Of all the theories I like the "begin tooling up and building the machines that will build the battery cells" swag best. They have all the room they could want at Fremont, so why buy and outfit another smaller factory? Viewing Lathrop as a stop gap, temporary location as a way to bootstrap a gigafactory makes some sense.

This. I think this makes the most sense to me. Anything part of making the car itself would seem to make sense to build in Fremont. So what don't they build? The cells. So Gigafactory 0.1 makes sense. Tesla needs to get a small scale production line up and running in order to finalize their vendor selections. That way the Gigafactory is a scale up build of Gigafactory 0.1.
 
A manufacturing facility for center consoles and CHAdeMO adapters?! :tongue:


Hehe. I was going to cheekily suggest $3 USB cables and Czech tires as a part of the "less stupid" initiative.

Keep in mind, SpaceX does a lot of in-house manufacturing. I'm fairly sure that cars and rockets have virtually nothing in common in terms of assembly, but SpaceX's approach is forcing the competition to reprice because they are so effectively cutting the cost of launching rockets.
 
This. I think this makes the most sense to me. Anything part of making the car itself would seem to make sense to build in Fremont. So what don't they build? The cells. So Gigafactory 0.1 makes sense. Tesla needs to get a small scale production line up and running in order to finalize their vendor selections. That way the Gigafactory is a scale up build of Gigafactory 0.1.

Well... if we go with the battery factory idea for this site, that would certainly be a ballsy move. A kind of proof of concept to the Gigafactory that shows the world and potential partners they can produce their own batteries.

Anyway, it will probably be something we haven't thought of. This speculation game is fun, but it just makes me wait the ER even more. A new investment like that should be in the books, so we should find out in 2 weeks.
 
This. I think this makes the most sense to me. Anything part of making the car itself would seem to make sense to build in Fremont. So what don't they build? The cells. So Gigafactory 0.1 makes sense. Tesla needs to get a small scale production line up and running in order to finalize their vendor selections. That way the Gigafactory is a scale up build of Gigafactory 0.1.

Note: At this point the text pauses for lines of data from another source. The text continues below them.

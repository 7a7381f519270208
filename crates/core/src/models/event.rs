//! Live event envelope and the known event-type set

use chrono::{DateTime, Utc};
use serde::de::DeserializeOwned;
use serde::{Deserialize, Serialize};
use std::fmt;

/// Subscription key that receives every event
pub const WILDCARD: &str = "*";

/// Event types the server pushes on the live stream
#[derive(Debug, Clone, Copy, PartialEq, Eq, Hash)]
pub enum EventType {
    Connected,
    Ping,
    DisplayStatusChanged,
    DisplayAssignmentChanged,
    DisplayConfigurationChanged,
    SlideshowUpdated,
    SlideshowCreated,
    SlideshowDeleted,
    SystemNotification,
    /// Untyped frame (no `event:` field on the wire)
    Message,
}

impl EventType {
    pub const ALL: [EventType; 10] = [
        EventType::Connected,
        EventType::Ping,
        EventType::DisplayStatusChanged,
        EventType::DisplayAssignmentChanged,
        EventType::DisplayConfigurationChanged,
        EventType::SlideshowUpdated,
        EventType::SlideshowCreated,
        EventType::SlideshowDeleted,
        EventType::SystemNotification,
        EventType::Message,
    ];

    pub fn as_str(&self) -> &'static str {
        match self {
            EventType::Connected => "connected",
            EventType::Ping => "ping",
            EventType::DisplayStatusChanged => "display.status_changed",
            EventType::DisplayAssignmentChanged => "display.assignment_changed",
            EventType::DisplayConfigurationChanged => "display.configuration_changed",
            EventType::SlideshowUpdated => "slideshow.updated",
            EventType::SlideshowCreated => "slideshow.created",
            EventType::SlideshowDeleted => "slideshow.deleted",
            EventType::SystemNotification => "system.notification",
            EventType::Message => "message",
        }
    }

    /// Look up a wire frame name; `None` for names the client does not listen to
    pub fn from_name(name: &str) -> Option<Self> {
        Self::ALL.iter().copied().find(|t| t.as_str() == name)
    }

    pub fn is_display(&self) -> bool {
        matches!(
            self,
            EventType::DisplayStatusChanged
                | EventType::DisplayAssignmentChanged
                | EventType::DisplayConfigurationChanged
        )
    }

    pub fn is_slideshow(&self) -> bool {
        matches!(
            self,
            EventType::SlideshowUpdated | EventType::SlideshowCreated | EventType::SlideshowDeleted
        )
    }
}

impl fmt::Display for EventType {
    fn fmt(&self, f: &mut fmt::Formatter<'_>) -> fmt::Result {
        f.write_str(self.as_str())
    }
}

impl AsRef<str> for EventType {
    fn as_ref(&self) -> &str {
        self.as_str()
    }
}

impl From<EventType> for String {
    fn from(t: EventType) -> Self {
        t.as_str().to_string()
    }
}

/// An event received from the live stream.
///
/// `timestamp` is the client receipt time; the server's own clock is only
/// consulted through explicit payload fields (see [`crate::PingPayload`]).
#[derive(Debug, Clone, PartialEq, Serialize, Deserialize)]
#[serde(rename_all = "camelCase")]
pub struct LiveEvent {
    pub event_type: String,
    pub data: serde_json::Value,
    #[serde(default, skip_serializing_if = "Option::is_none")]
    pub event_id: Option<String>,
    pub timestamp: DateTime<Utc>,
}

impl LiveEvent {
    /// Build an event stamped with the current time
    pub fn new(event_type: impl Into<String>, data: serde_json::Value) -> Self {
        Self {
            event_type: event_type.into(),
            data,
            event_id: None,
            timestamp: Utc::now(),
        }
    }

    pub fn with_id(mut self, event_id: Option<String>) -> Self {
        self.event_id = event_id;
        self
    }

    /// Known type of this event, if any
    pub fn kind(&self) -> Option<EventType> {
        EventType::from_name(&self.event_type)
    }

    /// Deserialize the payload into a typed view
    pub fn payload<T: DeserializeOwned>(&self) -> crate::Result<T> {
        Ok(serde_json::from_value(self.data.clone())?)
    }
}
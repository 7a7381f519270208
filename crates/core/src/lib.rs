//! Signage Core - Shared event models, state types, configuration, and errors

pub mod config;
pub mod errors;
pub mod models;
pub mod types;

pub use config::{LiveConfig, EVENTS_PATH};
pub use errors::{Error, Result};
pub use models::*;
pub use types::*;
//! Scripted in-memory transport for connection tests

use futures_util::future::BoxFuture;
use futures_util::{stream, FutureExt, StreamExt};
use signage_core::{Error, Result};
use signage_networking::{EventTransport, FrameStream, SseFrame};
use std::collections::VecDeque;
use std::sync::atomic::{AtomicUsize, Ordering};
use std::sync::Mutex;
use std::time::Duration;
use tokio::sync::mpsc;

enum Step {
    Fail(String),
    Open(mpsc::UnboundedReceiver<Result<SseFrame>>),
}

/// Hands out scripted outcomes, one per `open`; fails once the script runs dry
#[derive(Default)]
pub(crate) struct ScriptedTransport {
    script: Mutex<VecDeque<Step>>,
    opens: AtomicUsize,
    last_event_ids: Mutex<Vec<Option<String>>>,
}

impl ScriptedTransport {
    pub(crate) fn new() -> Self {
        Self::default()
    }

    /// Next open fails with a transport error
    pub(crate) fn push_failure(&self, message: &str) {
        self.script
            .lock()
            .unwrap()
            .push_back(Step::Fail(message.to_string()));
    }

    /// Next open succeeds; frames sent on the returned channel are delivered,
    /// and dropping it closes the stream
    pub(crate) fn push_open(&self) -> mpsc::UnboundedSender<Result<SseFrame>> {
        let (tx, rx) = mpsc::unbounded_channel();
        self.script.lock().unwrap().push_back(Step::Open(rx));
        tx
    }

    pub(crate) fn opens(&self) -> usize {
        self.opens.load(Ordering::SeqCst)
    }

    pub(crate) fn last_event_ids(&self) -> Vec<Option<String>> {
        self.last_event_ids.lock().unwrap().clone()
    }
}

impl EventTransport for ScriptedTransport {
    fn open(&self, last_event_id: Option<String>) -> BoxFuture<'static, Result<FrameStream>> {
        self.opens.fetch_add(1, Ordering::SeqCst);
        self.last_event_ids.lock().unwrap().push(last_event_id);
        let step = self.script.lock().unwrap().pop_front();

        async move {
            match step {
                Some(Step::Open(rx)) => Ok(stream::unfold(rx, |mut rx| async move {
                    rx.recv().await.map(|item| (item, rx))
                })
                .boxed()),
                Some(Step::Fail(message)) => Err(Error::Transport(message)),
                None => Err(Error::Transport("connection refused".to_string())),
            }
        }
        .boxed()
    }
}

/// Poll `condition` while letting (paused) time advance
pub(crate) async fn eventually(mut condition: impl FnMut() -> bool) {
    for _ in 0..200_000 {
        if condition() {
            return;
        }
        tokio::time::sleep(Duration::from_millis(5)).await;
    }
    panic!("condition not reached");
}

But the facility is a CNC machining facility. Does battery cell production really require a bunch of CNC machines?

My guess is with parts, most likely motor and other small/medium metal parts.
 
I can't really see that one would need too many CNC machines for making batteries. And I would think Panasonic or Samsung would do the cell-related manufacturing.

As such, a Gigafactory 0.1 just doesn't seem likely to me. Assorted metal parts machining still seems most likely.
 
I can't really see that one would need too many CNC machines for making batteries. And I would think Panasonic or Samsung would do the cell-related manufacturing.

As such, a Gigafactory 0.1 just doesn't seem likely to me. Assorted metal parts machining still seems most likely.
so much room at freemont facility keep thinking why take on more space. a bargain that cant be passed up doesnt seem likely since they are leasing the space. what technology would need to be physically removed from factory so as not to disrupt. exploring battery production could be one. would there be risk of fire with learning to make lithium ion batteries? they also seem to have leased more space than just this factory per the email quoted on over 600,000 sq ft leased not including service centers or stores. where is the other space?
 
But the facility is a CNC machining facility. Does battery cell production really require a bunch of CNC machines?

My guess is with parts, most likely motor and other small/medium metal parts.

My feeling on that is that the limited number of actual jobs there means they are looking at building parts of the assembly line to that will be used to build cells and packs in the Gigafactory. In other words, they are bootstrapping the custom parts of the assembly line. Of course, totally WAG.